* [Your objective] Look at every line of the material and count the ones holding the word "Exhausted". The answer is the number only.
[Start of Attachment]
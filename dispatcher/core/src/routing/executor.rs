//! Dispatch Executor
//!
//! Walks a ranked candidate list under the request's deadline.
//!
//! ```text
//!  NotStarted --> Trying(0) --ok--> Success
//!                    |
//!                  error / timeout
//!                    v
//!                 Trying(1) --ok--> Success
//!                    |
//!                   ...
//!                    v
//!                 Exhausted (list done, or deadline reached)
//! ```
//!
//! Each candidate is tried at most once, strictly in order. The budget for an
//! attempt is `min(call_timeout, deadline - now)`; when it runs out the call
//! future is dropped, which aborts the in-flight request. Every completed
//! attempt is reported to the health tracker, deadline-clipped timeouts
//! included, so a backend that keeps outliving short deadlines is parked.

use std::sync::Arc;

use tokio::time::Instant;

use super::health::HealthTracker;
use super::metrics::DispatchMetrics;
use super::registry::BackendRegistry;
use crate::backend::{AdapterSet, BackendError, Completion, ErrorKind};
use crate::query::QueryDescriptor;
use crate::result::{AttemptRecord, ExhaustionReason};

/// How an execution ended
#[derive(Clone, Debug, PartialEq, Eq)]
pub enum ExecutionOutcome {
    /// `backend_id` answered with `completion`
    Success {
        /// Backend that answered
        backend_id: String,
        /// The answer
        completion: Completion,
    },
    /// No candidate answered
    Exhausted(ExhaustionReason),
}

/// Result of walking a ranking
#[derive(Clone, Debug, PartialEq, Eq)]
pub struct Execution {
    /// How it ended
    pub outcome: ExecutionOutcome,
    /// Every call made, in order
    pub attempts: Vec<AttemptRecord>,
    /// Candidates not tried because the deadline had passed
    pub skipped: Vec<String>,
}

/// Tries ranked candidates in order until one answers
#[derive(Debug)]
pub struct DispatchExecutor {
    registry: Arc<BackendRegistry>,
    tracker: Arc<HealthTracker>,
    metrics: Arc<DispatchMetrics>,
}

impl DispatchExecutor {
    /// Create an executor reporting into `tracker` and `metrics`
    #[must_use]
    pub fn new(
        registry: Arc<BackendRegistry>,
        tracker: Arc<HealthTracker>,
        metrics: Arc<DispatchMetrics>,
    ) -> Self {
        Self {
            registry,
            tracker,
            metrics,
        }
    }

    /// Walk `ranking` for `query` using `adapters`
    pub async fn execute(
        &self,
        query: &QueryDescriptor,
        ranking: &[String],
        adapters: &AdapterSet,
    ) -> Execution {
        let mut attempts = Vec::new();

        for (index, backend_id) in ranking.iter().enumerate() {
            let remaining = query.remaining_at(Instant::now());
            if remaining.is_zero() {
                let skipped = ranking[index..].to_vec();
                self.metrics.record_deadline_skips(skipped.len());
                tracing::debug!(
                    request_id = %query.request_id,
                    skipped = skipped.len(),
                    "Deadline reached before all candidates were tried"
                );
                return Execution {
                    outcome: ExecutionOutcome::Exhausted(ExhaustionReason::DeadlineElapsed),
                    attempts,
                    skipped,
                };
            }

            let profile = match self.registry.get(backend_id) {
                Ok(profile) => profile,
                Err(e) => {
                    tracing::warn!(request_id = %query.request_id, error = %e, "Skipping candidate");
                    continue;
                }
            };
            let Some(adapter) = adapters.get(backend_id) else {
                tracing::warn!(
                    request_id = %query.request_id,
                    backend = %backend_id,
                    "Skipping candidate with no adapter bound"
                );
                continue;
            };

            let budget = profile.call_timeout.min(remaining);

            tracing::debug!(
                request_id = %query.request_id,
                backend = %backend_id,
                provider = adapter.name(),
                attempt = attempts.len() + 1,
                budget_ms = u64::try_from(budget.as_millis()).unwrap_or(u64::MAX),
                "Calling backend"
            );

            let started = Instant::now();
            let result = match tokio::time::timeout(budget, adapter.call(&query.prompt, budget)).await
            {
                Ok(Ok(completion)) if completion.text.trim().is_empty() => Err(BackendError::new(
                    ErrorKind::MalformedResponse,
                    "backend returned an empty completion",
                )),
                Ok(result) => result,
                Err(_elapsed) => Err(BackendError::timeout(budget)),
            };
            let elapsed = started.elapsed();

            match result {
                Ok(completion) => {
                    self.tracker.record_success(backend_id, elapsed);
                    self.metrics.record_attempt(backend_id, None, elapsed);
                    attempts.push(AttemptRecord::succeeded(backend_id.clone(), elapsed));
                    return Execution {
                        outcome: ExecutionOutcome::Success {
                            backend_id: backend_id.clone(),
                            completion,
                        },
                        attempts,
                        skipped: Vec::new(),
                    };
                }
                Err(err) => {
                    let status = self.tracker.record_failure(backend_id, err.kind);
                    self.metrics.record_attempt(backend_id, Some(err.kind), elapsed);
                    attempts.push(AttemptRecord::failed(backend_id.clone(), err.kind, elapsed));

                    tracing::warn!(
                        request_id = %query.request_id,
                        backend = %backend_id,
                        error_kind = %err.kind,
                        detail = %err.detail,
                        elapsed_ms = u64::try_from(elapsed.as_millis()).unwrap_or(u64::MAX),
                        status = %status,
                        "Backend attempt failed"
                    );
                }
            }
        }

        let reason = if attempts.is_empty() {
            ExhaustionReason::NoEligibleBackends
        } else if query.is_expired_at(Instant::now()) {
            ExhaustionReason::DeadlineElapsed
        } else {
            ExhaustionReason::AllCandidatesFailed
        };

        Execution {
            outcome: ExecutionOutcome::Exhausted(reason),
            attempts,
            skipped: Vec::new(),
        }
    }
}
[End of Attachment]
[Start of Attachment]
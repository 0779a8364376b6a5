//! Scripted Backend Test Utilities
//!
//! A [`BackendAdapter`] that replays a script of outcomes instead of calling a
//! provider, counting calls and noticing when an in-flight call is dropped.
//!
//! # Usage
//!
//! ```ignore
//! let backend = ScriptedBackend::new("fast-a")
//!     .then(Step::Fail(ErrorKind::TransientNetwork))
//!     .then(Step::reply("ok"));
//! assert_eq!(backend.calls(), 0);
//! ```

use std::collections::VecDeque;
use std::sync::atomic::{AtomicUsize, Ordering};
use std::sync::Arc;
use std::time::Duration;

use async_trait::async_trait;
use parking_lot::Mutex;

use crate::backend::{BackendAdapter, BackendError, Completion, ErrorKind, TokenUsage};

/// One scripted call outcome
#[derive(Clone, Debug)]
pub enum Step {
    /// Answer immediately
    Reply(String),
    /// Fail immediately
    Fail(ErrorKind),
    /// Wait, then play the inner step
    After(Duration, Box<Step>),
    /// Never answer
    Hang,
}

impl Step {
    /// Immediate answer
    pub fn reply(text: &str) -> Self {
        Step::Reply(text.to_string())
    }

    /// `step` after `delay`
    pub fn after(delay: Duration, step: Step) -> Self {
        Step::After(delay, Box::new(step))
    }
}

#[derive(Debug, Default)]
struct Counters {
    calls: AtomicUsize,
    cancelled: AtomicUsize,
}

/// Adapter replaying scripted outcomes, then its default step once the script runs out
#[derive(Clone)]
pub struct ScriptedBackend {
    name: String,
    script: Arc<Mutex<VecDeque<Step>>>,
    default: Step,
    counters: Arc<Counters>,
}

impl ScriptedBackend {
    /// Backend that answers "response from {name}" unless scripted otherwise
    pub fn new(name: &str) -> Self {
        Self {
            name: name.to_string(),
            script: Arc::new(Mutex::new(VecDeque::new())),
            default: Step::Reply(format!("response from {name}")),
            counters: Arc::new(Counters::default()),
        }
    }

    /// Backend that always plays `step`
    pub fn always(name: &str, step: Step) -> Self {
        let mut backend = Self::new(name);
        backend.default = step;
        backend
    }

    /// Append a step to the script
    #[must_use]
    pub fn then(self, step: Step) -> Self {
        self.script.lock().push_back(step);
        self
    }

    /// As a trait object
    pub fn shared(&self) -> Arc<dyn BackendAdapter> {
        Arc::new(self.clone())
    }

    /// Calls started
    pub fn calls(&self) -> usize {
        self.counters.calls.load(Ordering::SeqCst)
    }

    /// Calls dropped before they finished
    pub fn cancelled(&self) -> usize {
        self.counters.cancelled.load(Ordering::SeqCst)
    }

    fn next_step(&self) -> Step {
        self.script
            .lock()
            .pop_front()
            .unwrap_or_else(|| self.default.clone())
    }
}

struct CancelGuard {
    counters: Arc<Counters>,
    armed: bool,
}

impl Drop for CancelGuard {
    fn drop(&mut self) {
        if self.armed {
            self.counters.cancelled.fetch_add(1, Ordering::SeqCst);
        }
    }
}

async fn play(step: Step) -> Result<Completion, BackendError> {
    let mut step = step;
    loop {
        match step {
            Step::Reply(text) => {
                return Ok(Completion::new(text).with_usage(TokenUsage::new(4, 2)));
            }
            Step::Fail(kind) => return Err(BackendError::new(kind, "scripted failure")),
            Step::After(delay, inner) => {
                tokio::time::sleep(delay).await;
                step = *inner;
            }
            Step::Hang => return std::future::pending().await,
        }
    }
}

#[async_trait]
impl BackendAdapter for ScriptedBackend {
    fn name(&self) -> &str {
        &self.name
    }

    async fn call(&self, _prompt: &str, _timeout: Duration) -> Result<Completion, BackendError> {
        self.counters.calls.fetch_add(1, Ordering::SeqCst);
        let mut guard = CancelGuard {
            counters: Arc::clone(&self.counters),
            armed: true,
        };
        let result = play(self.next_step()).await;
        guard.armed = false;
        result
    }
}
[End of Attachment]
* [Answer box] 4